[Stored data]
○ ○ ○ ○ ○ ○ ○
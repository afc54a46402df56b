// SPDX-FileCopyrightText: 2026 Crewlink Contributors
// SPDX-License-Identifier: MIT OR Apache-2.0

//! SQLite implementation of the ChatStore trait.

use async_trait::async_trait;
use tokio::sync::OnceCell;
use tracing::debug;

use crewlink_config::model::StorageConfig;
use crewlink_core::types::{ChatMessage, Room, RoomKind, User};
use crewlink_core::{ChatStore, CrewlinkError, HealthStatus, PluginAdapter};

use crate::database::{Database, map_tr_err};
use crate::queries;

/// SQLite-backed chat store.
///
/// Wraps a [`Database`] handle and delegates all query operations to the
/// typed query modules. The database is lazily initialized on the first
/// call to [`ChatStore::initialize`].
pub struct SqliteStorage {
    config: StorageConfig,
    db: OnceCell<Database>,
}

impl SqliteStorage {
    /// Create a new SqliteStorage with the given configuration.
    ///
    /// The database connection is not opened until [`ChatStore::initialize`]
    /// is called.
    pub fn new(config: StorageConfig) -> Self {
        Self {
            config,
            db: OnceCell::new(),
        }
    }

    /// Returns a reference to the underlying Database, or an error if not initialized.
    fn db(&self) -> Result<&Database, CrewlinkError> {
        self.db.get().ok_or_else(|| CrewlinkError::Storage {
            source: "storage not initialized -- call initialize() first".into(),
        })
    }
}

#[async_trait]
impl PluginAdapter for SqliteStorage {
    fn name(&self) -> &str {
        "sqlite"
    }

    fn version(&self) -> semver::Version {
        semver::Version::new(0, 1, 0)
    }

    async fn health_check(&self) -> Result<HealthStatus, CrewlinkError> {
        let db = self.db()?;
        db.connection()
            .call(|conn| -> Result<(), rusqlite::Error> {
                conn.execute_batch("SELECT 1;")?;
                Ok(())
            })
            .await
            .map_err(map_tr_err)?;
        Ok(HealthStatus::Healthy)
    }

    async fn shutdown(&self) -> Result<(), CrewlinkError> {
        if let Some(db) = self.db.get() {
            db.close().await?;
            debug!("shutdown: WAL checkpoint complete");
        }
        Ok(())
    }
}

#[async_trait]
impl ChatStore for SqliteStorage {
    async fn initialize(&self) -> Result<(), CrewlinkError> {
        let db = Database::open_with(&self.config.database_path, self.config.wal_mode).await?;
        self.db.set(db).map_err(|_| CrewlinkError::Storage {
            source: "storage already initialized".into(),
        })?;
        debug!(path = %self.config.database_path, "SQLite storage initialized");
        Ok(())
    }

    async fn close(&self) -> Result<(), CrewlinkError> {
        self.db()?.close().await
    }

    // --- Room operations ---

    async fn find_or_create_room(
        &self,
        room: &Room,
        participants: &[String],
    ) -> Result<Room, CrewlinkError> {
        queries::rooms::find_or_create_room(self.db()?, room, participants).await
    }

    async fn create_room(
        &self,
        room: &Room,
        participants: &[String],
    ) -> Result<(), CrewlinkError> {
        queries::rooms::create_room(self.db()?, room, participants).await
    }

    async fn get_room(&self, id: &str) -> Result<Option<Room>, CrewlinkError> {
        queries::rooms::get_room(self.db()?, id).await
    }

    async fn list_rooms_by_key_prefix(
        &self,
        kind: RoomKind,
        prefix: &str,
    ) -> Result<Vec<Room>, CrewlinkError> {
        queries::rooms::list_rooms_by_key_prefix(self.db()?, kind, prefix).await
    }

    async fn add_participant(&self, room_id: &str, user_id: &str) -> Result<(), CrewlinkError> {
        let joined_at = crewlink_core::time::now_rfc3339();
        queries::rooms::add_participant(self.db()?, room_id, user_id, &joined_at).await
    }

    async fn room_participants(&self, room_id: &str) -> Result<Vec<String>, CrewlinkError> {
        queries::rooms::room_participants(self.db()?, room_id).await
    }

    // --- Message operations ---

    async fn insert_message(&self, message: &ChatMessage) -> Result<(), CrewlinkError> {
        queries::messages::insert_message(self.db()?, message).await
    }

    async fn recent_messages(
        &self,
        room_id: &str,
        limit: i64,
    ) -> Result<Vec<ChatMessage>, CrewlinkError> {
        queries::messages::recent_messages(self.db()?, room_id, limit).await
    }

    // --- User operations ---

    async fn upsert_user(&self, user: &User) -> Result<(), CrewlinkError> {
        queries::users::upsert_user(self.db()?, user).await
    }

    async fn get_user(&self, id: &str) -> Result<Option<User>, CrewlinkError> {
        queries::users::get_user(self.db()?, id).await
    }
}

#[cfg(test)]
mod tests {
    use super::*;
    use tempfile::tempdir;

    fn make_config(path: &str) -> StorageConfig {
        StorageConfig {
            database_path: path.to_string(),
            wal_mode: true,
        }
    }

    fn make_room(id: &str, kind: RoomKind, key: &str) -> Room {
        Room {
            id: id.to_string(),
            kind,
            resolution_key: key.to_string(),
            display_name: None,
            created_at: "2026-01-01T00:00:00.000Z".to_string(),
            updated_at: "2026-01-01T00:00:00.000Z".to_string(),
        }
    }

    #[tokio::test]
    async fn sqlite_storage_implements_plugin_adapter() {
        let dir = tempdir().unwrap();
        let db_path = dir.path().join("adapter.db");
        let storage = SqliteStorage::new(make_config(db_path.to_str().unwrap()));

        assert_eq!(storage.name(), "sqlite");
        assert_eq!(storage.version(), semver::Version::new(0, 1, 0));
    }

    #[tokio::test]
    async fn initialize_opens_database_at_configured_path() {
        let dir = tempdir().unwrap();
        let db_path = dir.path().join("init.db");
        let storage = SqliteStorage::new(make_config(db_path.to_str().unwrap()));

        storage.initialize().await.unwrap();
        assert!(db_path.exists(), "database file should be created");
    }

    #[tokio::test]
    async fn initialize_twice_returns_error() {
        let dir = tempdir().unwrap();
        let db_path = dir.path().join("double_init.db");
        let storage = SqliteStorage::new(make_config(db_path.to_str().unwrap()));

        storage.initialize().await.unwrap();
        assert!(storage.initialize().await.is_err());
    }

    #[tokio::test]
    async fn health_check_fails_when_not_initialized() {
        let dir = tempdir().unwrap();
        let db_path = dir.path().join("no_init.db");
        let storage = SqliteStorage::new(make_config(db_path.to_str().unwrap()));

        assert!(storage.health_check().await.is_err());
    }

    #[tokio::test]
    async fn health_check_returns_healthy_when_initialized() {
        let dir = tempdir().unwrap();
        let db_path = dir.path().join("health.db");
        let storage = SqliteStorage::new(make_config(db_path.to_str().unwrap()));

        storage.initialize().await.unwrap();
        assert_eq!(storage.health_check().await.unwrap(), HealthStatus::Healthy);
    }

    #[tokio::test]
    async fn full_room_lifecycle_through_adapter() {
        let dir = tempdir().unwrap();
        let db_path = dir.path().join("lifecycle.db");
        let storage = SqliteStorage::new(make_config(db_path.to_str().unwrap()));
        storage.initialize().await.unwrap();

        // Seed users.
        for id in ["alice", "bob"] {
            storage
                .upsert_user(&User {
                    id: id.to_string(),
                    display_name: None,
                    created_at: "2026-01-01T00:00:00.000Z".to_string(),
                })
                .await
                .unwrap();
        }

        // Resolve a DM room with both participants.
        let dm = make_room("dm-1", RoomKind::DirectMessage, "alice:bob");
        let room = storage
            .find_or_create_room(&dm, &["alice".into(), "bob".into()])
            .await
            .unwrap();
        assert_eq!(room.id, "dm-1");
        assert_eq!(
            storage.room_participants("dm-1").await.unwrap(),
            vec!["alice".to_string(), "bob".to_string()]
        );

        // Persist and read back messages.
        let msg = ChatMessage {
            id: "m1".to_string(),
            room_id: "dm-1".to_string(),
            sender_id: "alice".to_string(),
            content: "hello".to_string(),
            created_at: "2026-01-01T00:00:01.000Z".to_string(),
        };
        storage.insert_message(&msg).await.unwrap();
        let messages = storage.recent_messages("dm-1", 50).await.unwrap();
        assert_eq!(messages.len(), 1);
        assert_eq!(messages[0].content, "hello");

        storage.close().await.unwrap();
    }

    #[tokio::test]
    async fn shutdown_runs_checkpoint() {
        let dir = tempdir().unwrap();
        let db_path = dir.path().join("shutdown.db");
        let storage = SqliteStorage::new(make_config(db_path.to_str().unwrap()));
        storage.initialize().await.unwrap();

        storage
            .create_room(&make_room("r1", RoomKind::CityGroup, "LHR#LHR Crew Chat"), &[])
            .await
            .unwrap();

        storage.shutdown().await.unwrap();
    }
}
○ ○ ○ ○ ○ ○ ○
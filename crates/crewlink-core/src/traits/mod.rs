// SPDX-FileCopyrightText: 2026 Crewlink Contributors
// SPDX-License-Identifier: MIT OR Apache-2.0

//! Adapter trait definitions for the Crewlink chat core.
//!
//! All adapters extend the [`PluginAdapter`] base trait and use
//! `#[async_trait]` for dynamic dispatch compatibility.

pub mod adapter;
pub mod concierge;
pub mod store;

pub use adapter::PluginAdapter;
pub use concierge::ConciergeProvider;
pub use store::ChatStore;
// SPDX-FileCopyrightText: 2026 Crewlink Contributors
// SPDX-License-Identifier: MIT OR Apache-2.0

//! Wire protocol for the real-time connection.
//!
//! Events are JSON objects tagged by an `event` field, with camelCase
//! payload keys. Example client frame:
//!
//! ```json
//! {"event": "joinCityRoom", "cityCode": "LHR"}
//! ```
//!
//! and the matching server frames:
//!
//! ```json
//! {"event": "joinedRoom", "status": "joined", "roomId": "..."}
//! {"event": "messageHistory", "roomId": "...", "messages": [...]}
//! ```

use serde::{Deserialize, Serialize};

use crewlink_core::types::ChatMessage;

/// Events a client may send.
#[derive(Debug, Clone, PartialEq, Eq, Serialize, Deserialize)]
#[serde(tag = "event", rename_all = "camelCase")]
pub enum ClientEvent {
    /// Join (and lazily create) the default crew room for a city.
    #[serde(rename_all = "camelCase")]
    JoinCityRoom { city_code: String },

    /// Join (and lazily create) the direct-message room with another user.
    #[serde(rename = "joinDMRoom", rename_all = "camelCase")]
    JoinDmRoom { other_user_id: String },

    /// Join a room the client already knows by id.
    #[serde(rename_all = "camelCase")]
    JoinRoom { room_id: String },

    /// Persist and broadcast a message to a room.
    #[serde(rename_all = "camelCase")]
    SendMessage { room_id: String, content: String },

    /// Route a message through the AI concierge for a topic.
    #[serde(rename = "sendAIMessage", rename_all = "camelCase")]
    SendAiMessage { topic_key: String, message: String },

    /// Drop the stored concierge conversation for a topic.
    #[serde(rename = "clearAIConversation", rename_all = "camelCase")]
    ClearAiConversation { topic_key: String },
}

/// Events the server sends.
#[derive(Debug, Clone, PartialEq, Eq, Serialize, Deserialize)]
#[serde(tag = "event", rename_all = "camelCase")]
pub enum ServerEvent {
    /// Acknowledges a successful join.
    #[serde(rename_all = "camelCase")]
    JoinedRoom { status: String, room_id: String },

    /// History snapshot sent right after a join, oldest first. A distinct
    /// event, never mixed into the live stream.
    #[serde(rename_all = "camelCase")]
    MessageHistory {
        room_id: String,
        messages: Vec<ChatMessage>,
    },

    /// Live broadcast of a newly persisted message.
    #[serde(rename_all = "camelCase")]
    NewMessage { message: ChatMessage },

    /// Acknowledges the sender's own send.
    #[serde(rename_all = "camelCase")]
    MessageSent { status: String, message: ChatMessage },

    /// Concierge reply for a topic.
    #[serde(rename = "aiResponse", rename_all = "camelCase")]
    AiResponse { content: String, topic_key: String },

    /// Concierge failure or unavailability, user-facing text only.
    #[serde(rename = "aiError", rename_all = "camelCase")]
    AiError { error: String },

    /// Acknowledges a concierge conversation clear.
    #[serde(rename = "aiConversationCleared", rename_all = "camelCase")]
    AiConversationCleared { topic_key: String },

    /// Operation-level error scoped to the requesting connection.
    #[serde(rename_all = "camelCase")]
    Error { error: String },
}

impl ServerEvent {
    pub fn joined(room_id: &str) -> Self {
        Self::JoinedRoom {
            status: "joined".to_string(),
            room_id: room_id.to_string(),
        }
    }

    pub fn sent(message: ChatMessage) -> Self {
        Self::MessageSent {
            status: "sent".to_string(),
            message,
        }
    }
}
○ ○ ○ ○ ○ ○ ○
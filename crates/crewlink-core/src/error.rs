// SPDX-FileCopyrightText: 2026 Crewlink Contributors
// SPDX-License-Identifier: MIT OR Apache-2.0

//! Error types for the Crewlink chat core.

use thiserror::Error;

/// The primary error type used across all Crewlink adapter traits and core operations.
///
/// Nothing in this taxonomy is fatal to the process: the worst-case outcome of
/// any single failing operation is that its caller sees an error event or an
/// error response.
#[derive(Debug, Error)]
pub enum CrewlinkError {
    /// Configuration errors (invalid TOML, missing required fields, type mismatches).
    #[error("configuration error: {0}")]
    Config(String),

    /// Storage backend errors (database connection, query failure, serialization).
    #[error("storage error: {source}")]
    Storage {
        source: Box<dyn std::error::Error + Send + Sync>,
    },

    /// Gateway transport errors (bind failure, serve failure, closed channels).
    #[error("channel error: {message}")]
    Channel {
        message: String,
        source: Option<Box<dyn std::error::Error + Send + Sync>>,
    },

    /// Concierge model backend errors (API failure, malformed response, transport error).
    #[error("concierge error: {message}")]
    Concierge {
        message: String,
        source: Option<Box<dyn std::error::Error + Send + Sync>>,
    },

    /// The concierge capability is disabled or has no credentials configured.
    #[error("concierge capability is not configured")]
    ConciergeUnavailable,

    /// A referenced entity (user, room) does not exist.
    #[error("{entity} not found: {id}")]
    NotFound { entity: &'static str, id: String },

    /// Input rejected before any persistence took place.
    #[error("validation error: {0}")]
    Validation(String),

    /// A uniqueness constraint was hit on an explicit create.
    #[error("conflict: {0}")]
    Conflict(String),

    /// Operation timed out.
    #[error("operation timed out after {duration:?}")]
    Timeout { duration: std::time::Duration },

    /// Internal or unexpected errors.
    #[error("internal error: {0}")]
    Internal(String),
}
○ ○ ○ ○ ○ ○ ○
▶ _PROBLEM DETAILS_:
Where does "entity" occur in the data? Copy each line that has it.

▶ _WRITTEN SOLUTION_:
    /// A referenced entity (user, room) does not exist.
    #[error("{entity} not found: {id}")]
    NotFound { entity: &'static str, id: String },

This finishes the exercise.